As for overclocking this motherboard, we were able to push an AMD Athlon 64 X2 4200+ up to 250MHz+ FSB speeds effortlessly. The tweaking options certainly were adequate, and while no records were broken, it should be good enough to satisfy the tastes of most overclockers. For comparison purposes, we had ran the Abit KN9 Ultra up against the ASUS M2N32-SLI Deluxe, which is powered by the NVIDIA nForce 590 SLI Chipset. Below is the run-down of components used during this performance showdown.
|Processor:||AMD Athlon 64 X2 4200+|
|Motherboard:||Abit KN9 Ultra (MCP55 Ultra)

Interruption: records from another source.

//! Push events delivered by the backend.
//!
//! On the wire each event is `{"topic": "job:progress", "payload": {...}}`.
//! Job payloads carry an optional `jobId`; producers that predate job ids
//! leave it out and the event applies to whatever job is current.

use std::fmt;

use serde::{Deserialize, Serialize};

use super::job::Job;
use super::models::{Device, JobId, JobProgress, JobResult, JobState};

/// Topic names of the push channel.
#[derive(Debug, Clone, Copy, PartialEq, Eq, Hash)]
pub enum Topic {
    JobProgress,
    JobStateChanged,
    JobLogLine,
    JobComplete,
    JobError,
    DeviceListUpdated,
    DeviceMediaChanged,
}

impl Topic {
    pub const ALL: [Topic; 7] = [
        Topic::JobProgress,
        Topic::JobStateChanged,
        Topic::JobLogLine,
        Topic::JobComplete,
        Topic::JobError,
        Topic::DeviceListUpdated,
        Topic::DeviceMediaChanged,
    ];

    pub fn as_str(&self) -> &'static str {
        match self {
            Self::JobProgress => "job:progress",
            Self::JobStateChanged => "job:state-changed",
            Self::JobLogLine => "job:log-line",
            Self::JobComplete => "job:complete",
            Self::JobError => "job:error",
            Self::DeviceListUpdated => "device:list-updated",
            Self::DeviceMediaChanged => "device:media-changed",
        }
    }

    pub fn parse(name: &str) -> Option<Self> {
        Self::ALL.into_iter().find(|t| t.as_str() == name)
    }
}

impl fmt::Display for Topic {
    fn fmt(&self, f: &mut fmt::Formatter<'_>) -> fmt::Result {
        f.write_str(self.as_str())
    }
}

#[derive(Debug, Clone, PartialEq, Serialize, Deserialize)]
#[serde(rename_all = "camelCase")]
pub struct ProgressPayload {
    #[serde(default, skip_serializing_if = "Option::is_none")]
    pub job_id: Option<JobId>,
    #[serde(flatten)]
    pub progress: JobProgress,
}

#[derive(Debug, Clone, PartialEq, Eq, Serialize, Deserialize)]
#[serde(rename_all = "camelCase")]
pub struct StateChangedPayload {
    #[serde(default, skip_serializing_if = "Option::is_none")]
    pub job_id: Option<JobId>,
    pub state: JobState,
}

#[derive(Debug, Clone, PartialEq, Eq, Serialize, Deserialize)]
#[serde(rename_all = "camelCase")]
pub struct LogLinePayload {
    #[serde(default, skip_serializing_if = "Option::is_none")]
    pub job_id: Option<JobId>,
    pub line: String,
    /// Per-job sequence number. Lines at or below the last applied number
    /// are redeliveries and get dropped.
    #[serde(default, skip_serializing_if = "Option::is_none")]
    pub seq: Option<u64>,
}

#[derive(Debug, Clone, PartialEq, Eq, Serialize, Deserialize)]
#[serde(rename_all = "camelCase")]
pub struct CompletePayload {
    #[serde(default, skip_serializing_if = "Option::is_none")]
    pub job_id: Option<JobId>,
    #[serde(flatten)]
    pub result: JobResult,
}

#[derive(Debug, Clone, PartialEq, Eq, Serialize, Deserialize)]
#[serde(rename_all = "camelCase")]
pub struct ErrorPayload {
    #[serde(default, skip_serializing_if = "Option::is_none")]
    pub job_id: Option<JobId>,
    pub error: String,
}

#[derive(Debug, Clone, PartialEq, Eq, Serialize, Deserialize)]
pub struct DeviceListPayload {
    pub devices: Vec<Device>,
}

#[derive(Debug, Clone, PartialEq, Eq, Serialize, Deserialize)]
#[serde(rename_all = "camelCase")]
pub struct MediaChangedPayload {
    pub device_path: String,
}

#[derive(Debug, Clone, PartialEq, Serialize, Deserialize)]
#[serde(tag = "topic", content = "payload")]
pub enum BackendEvent {
    #[serde(rename = "job:progress")]
    JobProgress(ProgressPayload),
    #[serde(rename = "job:state-changed")]
    JobStateChanged(StateChangedPayload),
    #[serde(rename = "job:log-line")]
    JobLogLine(LogLinePayload),
    #[serde(rename = "job:complete")]
    JobComplete(CompletePayload),
    #[serde(rename = "job:error")]
    JobError(ErrorPayload),
    #[serde(rename = "device:list-updated")]
    DeviceListUpdated(DeviceListPayload),
    #[serde(rename = "device:media-changed")]
    DeviceMediaChanged(MediaChangedPayload),
}

impl BackendEvent {
    pub fn topic(&self) -> Topic {
        match self {
            Self::JobProgress(_) => Topic::JobProgress,
            Self::JobStateChanged(_) => Topic::JobStateChanged,
            Self::JobLogLine(_) => Topic::JobLogLine,
            Self::JobComplete(_) => Topic::JobComplete,
            Self::JobError(_) => Topic::JobError,
            Self::DeviceListUpdated(_) => Topic::DeviceListUpdated,
            Self::DeviceMediaChanged(_) => Topic::DeviceMediaChanged,
        }
    }

    pub fn is_job_event(&self) -> bool {
        !matches!(
            self,
            Self::DeviceListUpdated(_) | Self::DeviceMediaChanged(_)
        )
    }

    /// Job id the event targets, if it names one.
    pub fn job_id(&self) -> Option<&str> {
        match self {
            Self::JobProgress(p) => p.job_id.as_deref(),
            Self::JobStateChanged(p) => p.job_id.as_deref(),
            Self::JobLogLine(p) => p.job_id.as_deref(),
            Self::JobComplete(p) => p.job_id.as_deref(),
            Self::JobError(p) => p.job_id.as_deref(),
            Self::DeviceListUpdated(_) | Self::DeviceMediaChanged(_) => None,
        }
    }

    pub fn progress(job_id: impl Into<JobId>, progress: JobProgress) -> Self {
        Self::JobProgress(ProgressPayload {
            job_id: Some(job_id.into()),
            progress,
        })
    }

    pub fn state_changed(job_id: impl Into<JobId>, state: JobState) -> Self {
        Self::JobStateChanged(StateChangedPayload {
            job_id: Some(job_id.into()),
            state,
        })
    }

    pub fn log_line(job_id: impl Into<JobId>, line: impl Into<String>, seq: Option<u64>) -> Self {
        Self::JobLogLine(LogLinePayload {
            job_id: Some(job_id.into()),
            line: line.into(),
            seq,
        })
    }

    pub fn complete(job_id: impl Into<JobId>, result: JobResult) -> Self {
        Self::JobComplete(CompletePayload {
            job_id: Some(job_id.into()),
            result,
        })
    }

    pub fn error(job_id: impl Into<JobId>, error: impl Into<String>) -> Self {
        Self::JobError(ErrorPayload {
            job_id: Some(job_id.into()),
            error: error.into(),
        })
    }

    pub fn media_changed(device_path: impl Into<String>) -> Self {
        Self::DeviceMediaChanged(MediaChangedPayload {
            device_path: device_path.into(),
        })
    }

    /// The event a backend emits to announce a job's terminal state.
    pub fn terminal_for(job: &Job) -> Option<Self> {
        match job.state {
            JobState::Complete => Some(Self::complete(
                job.id.clone(),
                job.result
                    .clone()
                    .unwrap_or_else(|| JobResult::succeeded("Done")),
            )),
            JobState::Error => Some(Self::error(
                job.id.clone(),
                job.result
                    .as_ref()
                    .and_then(|r| r.message.clone())
                    .unwrap_or_else(|| "operation failed".to_string()),
            )),
            JobState::Cancelled => Some(Self::state_changed(job.id.clone(), JobState::Cancelled)),
            _ => None,
        }
    }
}

#[cfg(test)]
mod tests {
    use super::*;

    #[test]
    fn progress_event_wire_format() {
        let json = r#"{"topic":"job:progress","payload":{"jobId":"job-1","phase":"burning","percent":50,"bytesWritten":367001600,"bytesTotal":734003200}}"#;
        let event: BackendEvent = serde_json::from_str(json).unwrap();

        assert_eq!(event.topic(), Topic::JobProgress);
        assert_eq!(event.job_id(), Some("job-1"));
        match event {
            BackendEvent::JobProgress(p) => {
                assert_eq!(p.progress.phase, "burning");
                assert_eq!(p.progress.percent, 50.0);
                assert_eq!(p.progress.bytes_total, 734003200);
                assert!(p.progress.speed.is_empty());
            }
            other => panic!("expected progress, got {other:?}"),
        }
    }

    #[test]
    fn complete_event_without_job_id() {
        let json = r#"{"topic":"job:complete","payload":{"success":true}}"#;
        let event: BackendEvent = serde_json::from_str(json).unwrap();
        assert_eq!(event.job_id(), None);
        match event {
            BackendEvent::JobComplete(p) => assert!(p.result.success),
            other => panic!("expected complete, got {other:?}"),
        }
    }

    #[test]
    fn topic_names_match_the_channel() {
        let event = BackendEvent::media_changed("/dev/sr0");
        let json = serde_json::to_string(&event).unwrap();
        assert!(json.contains(r#""topic":"device:media-changed""#));
        assert!(json.contains(r#""devicePath":"/dev/sr0""#));

        for topic in Topic::ALL {
            assert_eq!(Topic::parse(topic.as_str()), Some(topic));
        }
        assert_eq!(Topic::parse("burn:progress"), None);
    }
}
use std::path::PathBuf;
use std::sync::Arc;

use anyhow::{Context, Result};
use clap::{Args, Parser, Subcommand};
use serde::Serialize;
use serde::de::DeserializeOwned;
use serde_json::{Value, json};
use tokio_util::sync::CancellationToken;
use tracing::info;
use xburn::config::AppConfig;
use xburn::core::models::{BlankMode, Device, FormatMode, LogLine, SpeedOption};
use xburn::core::{Job, Orchestrator, Project};
use xburn::logging::{self, LogConfig};
use xburn::rpc::methods::{DaemonStatus, JobStarted, MediaReply, Selection};
use xburn::rpc::{RpcClient, RpcServer};
use xburn::{adapters, context};

#[derive(Parser)]
#[command(name = "xburn")]
#[command(about = "Optical disc burning daemon", long_about = None)]
struct Cli {
    #[command(subcommand)]
    command: Commands,

    /// Address of the daemon's RPC listener.
    #[arg(long, global = true)]
    rpc_bind: Option<String>,
}

#[derive(Subcommand)]
enum Commands {
    /// Run the orchestrator and RPC server until Ctrl-C.
    Daemon(DaemonArgs),
    Status,
    Devices {
        /// Re-enumerate drives first.
        #[arg(long)]
        refresh: bool,
    },
    Select {
        path: String,
    },
    Media {
        #[arg(long)]
        refresh: bool,
    },
    Speeds,
    Eject {
        #[arg(long)]
        device: Option<String>,
    },
    Blank {
        #[arg(long)]
        device: Option<String>,
        #[arg(long)]
        mode: Option<BlankMode>,
    },
    Format {
        #[arg(long)]
        device: Option<String>,
        #[arg(long)]
        mode: Option<FormatMode>,
    },
    Burn(BurnArgs),
    Cancel,
    Job,
    Log,
    Reset,
    /// Print the effective configuration as TOML.
    Config,
}

#[derive(Args, Serialize, Clone, Default)]
struct DaemonArgs {
    #[serde(skip_serializing_if = "Option::is_none")]
    #[arg(long)]
    xorriso_path: Option<PathBuf>,

    #[serde(skip_serializing_if = "Option::is_none")]
    #[arg(long)]
    simulation: Option<bool>,

    #[serde(skip_serializing_if = "Option::is_none")]
    #[arg(long)]
    verbose: Option<bool>,

    #[serde(skip_serializing_if = "Option::is_none")]
    #[arg(long)]
    json_logs: Option<bool>,

    #[serde(skip_serializing_if = "Option::is_none")]
    #[arg(skip)]
    rpc_bind: Option<String>,
}

#[derive(Args)]
struct BurnArgs {
    /// Project document (JSON).
    project: PathBuf,
    #[arg(long)]
    device: Option<String>,
    #[arg(long)]
    speed: Option<String>,
    #[arg(long)]
    dummy: Option<bool>,
    #[arg(long)]
    verify: Option<bool>,
    #[arg(long)]
    eject: Option<bool>,
}

#[tokio::main]
async fn main() -> Result<()> {
    let cli = Cli::parse();

    let overrides = match &cli.command {
        Commands::Daemon(args) => DaemonArgs {
            rpc_bind: cli.rpc_bind.clone(),
            ..args.clone()
        },
        _ => DaemonArgs {
            rpc_bind: cli.rpc_bind.clone(),
            ..Default::default()
        },
    };
    let config = AppConfig::new(Some(&overrides)).context("Failed to load configuration")?;

    match cli.command {
        Commands::Daemon(_) => run_daemon(config).await.context("Daemon failed"),
        Commands::Config => {
            print!("{}", config.to_toml()?);
            Ok(())
        }
        command => run_client(command, &config)
            .await
            .context("Request to the daemon failed"),
    }
}

async fn run_daemon(config: AppConfig) -> Result<()> {
    logging::init(LogConfig {
        json: config.json_logs,
        verbose: config.verbose,
    });

    let bind = config.rpc_bind;
    let backend = adapters::get_backend(&config);
    let ctx = context::AppContext::new(config, backend);
    let orchestrator = Arc::new(Orchestrator::new(ctx));
    orchestrator.start().await;

    let server = RpcServer::bind(Arc::clone(&orchestrator), bind)
        .await
        .with_context(|| format!("Failed to bind RPC listener on {bind}"))?;
    let shutdown = CancellationToken::new();
    let serving = {
        let shutdown = shutdown.clone();
        tokio::spawn(async move { server.serve(shutdown).await })
    };

    tokio::signal::ctrl_c()
        .await
        .context("Failed to listen for Ctrl-C")?;
    info!("Shutdown requested");

    shutdown.cancel();
    let _ = serving.await;
    orchestrator.shutdown().await;
    Ok(())
}

async fn run_client(command: Commands, config: &AppConfig) -> Result<()> {
    let client = RpcClient::new(config.rpc_bind);

    match command {
        Commands::Status => {
            let status: DaemonStatus = client.call_no_params("daemon.status").await?;
            let mode = if status.simulation { ", simulated" } else { "" };
            println!("xburn {} ({} backend{mode})", status.version, status.backend);
            println!("Uptime:   {}s", status.uptime_secs);
            println!("Drives:   {}", status.device_count);
            println!("Selected: {}", status.current_device.as_deref().unwrap_or("-"));
            match status.current_job {
                Some(job) => print_job(&job),
                None => println!("Job:      none"),
            }
        }
        Commands::Devices { refresh } => {
            let method = if refresh { "devices.refresh" } else { "devices.list" };
            let devices: Vec<Device> = client.call_no_params(method).await?;
            if devices.is_empty() {
                println!("No drives found");
            }
            for device in devices {
                let caps: Vec<&str> = device.capabilities.iter().map(String::as_str).collect();
                println!("{}  {}  [{}]", device.path, device.name, caps.join(", "));
            }
        }
        Commands::Select { path } => {
            let selection: Selection = call(&client, "devices.select", json!({ "path": path })).await?;
            print_json(&selection)?;
        }
        Commands::Media { refresh } => {
            let method = if refresh { "media.refresh" } else { "media.get" };
            let media: MediaReply = client.call_no_params(method).await?;
            print_json(&media)?;
        }
        Commands::Speeds => {
            let speeds: Vec<SpeedOption> = client.call_no_params("speeds.get").await?;
            for speed in speeds {
                println!("{:>8}  {}", speed.value, speed.label);
            }
        }
        Commands::Eject { device } => {
            let _: Value = call(&client, "disc.eject", json!({ "device": device })).await?;
            println!("Ejected");
        }
        Commands::Blank { device, mode } => {
            started(&client, "disc.blank", json!({ "device": device, "mode": mode })).await?;
        }
        Commands::Format { device, mode } => {
            started(&client, "disc.format", json!({ "device": device, "mode": mode })).await?;
        }
        Commands::Burn(args) => {
            let text = tokio::fs::read_to_string(&args.project)
                .await
                .with_context(|| format!("Failed to read {}", args.project.display()))?;
            let project: Project = serde_json::from_str(&text)
                .with_context(|| format!("Failed to parse {}", args.project.display()))?;

            let mut options = config.default_burn.clone();
            if let Some(speed) = args.speed {
                options.speed = speed;
            }
            if let Some(dummy) = args.dummy {
                options.dummy_mode = dummy;
            }
            if let Some(verify) = args.verify {
                options.verify = verify;
            }
            if let Some(eject) = args.eject {
                options.eject = eject;
            }

            let params = json!({ "project": project, "device": args.device, "options": options });
            started(&client, "burn.start", params).await?;
        }
        Commands::Cancel => {
            let job: Option<Job> = client.call_no_params("burn.cancel").await?;
            match job {
                Some(job) => print_job(&job),
                None => println!("No job"),
            }
        }
        Commands::Job => {
            let job: Option<Job> = client.call_no_params("job.refresh").await?;
            match job {
                Some(job) => print_job(&job),
                None => println!("No job"),
            }
        }
        Commands::Log => {
            let lines: Vec<LogLine> = client.call_no_params("log.lines").await?;
            for line in lines {
                println!("{line}");
            }
        }
        Commands::Reset => {
            let _: Value = client.call_no_params("job.reset").await?;
            println!("Job cleared");
        }
        Commands::Daemon(_) | Commands::Config => anyhow::bail!("not a client command"),
    }
    Ok(())
}

async fn started(client: &RpcClient, method: &str, params: Value) -> Result<()> {
    let reply: JobStarted = call(client, method, params).await?;
    println!("Started job {}", reply.job_id);
    Ok(())
}

async fn call<T: DeserializeOwned>(client: &RpcClient, method: &str, params: Value) -> Result<T> {
    Ok(client.call(method, Some(params)).await?)
}

fn print_job(job: &Job) {
    println!("Job:      {} ({} on {})", job.id, job.kind, job.device_path);
    println!("State:    {}", job.state);
    if job.is_busy() {
        let progress = &job.progress;
        println!(
            "Progress: {:.1}% {} {}",
            progress.percent, progress.speed, progress.eta
        );
    }
    if let Some(result) = &job.result {
        println!(
            "Result:   {}",
            result.message.as_deref().unwrap_or(if result.success { "ok" } else { "failed" })
        );
    }
}

fn print_json(value: &impl Serialize) -> Result<()> {
    println!("{}", serde_json::to_string_pretty(value)?);
    Ok(())
}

ASUS M2N32-SLI Deluxe (590 SLI)
|Memory:||2 x 1GB OCZ DDR2-800|
|Graphics Card:||ATI Radeon X1800XT 256MB|
|Hard Drives:||Western Digital 160GB SATA2|
|Optical Drives:||Lite-On 16x DVD-ROM|
|Power Supply:||Sytrin Nextherm PSU460 460W|
|Operating System:||Fedora Core 5|
|Linux Kernel:||2.6.17-1.2157_FC5 SMP (i686)|
|Graphics Driver:||ATI fglrx 8.27.10|
In the past with Abit motherboards we have not experienced too much out of the ordinary when it comes to GNU/Linux compatibility problems. The only major item that has stuck out in our minds when it came to Abit and GNU/Linux was the lack of official uGuru support, which we will not have to worry about with this motherboard. Using a clean install of Fedora Core 5 we had run into no problems during the Anaconda installation or once inside of GNOME. All of the components on the motherboard were properly detected and we were set for benchmarking. Even LM_Sensors was able to detect the Winbond W83627EHG using the w83627ehf-isa-0290 module. The case fan, CPU fan, fan3, fan4, system temperature, CPU temperature, and temp3 probes were all properly detected and reported correct numbers. The only problem with this detection was the lack of Voltage monitoring. The Abit KN9 Ultra had worked fantastic with Fedora Core 5 Linux. The benchmarks used for comparing the KN9 Ultra and M2N32-SLI Deluxe WiFi was Enemy Territory, Doom 3, HDparm, Gzip Compression, LAME Compilation, LAME Encoding, FreeBench, and RAMspeed.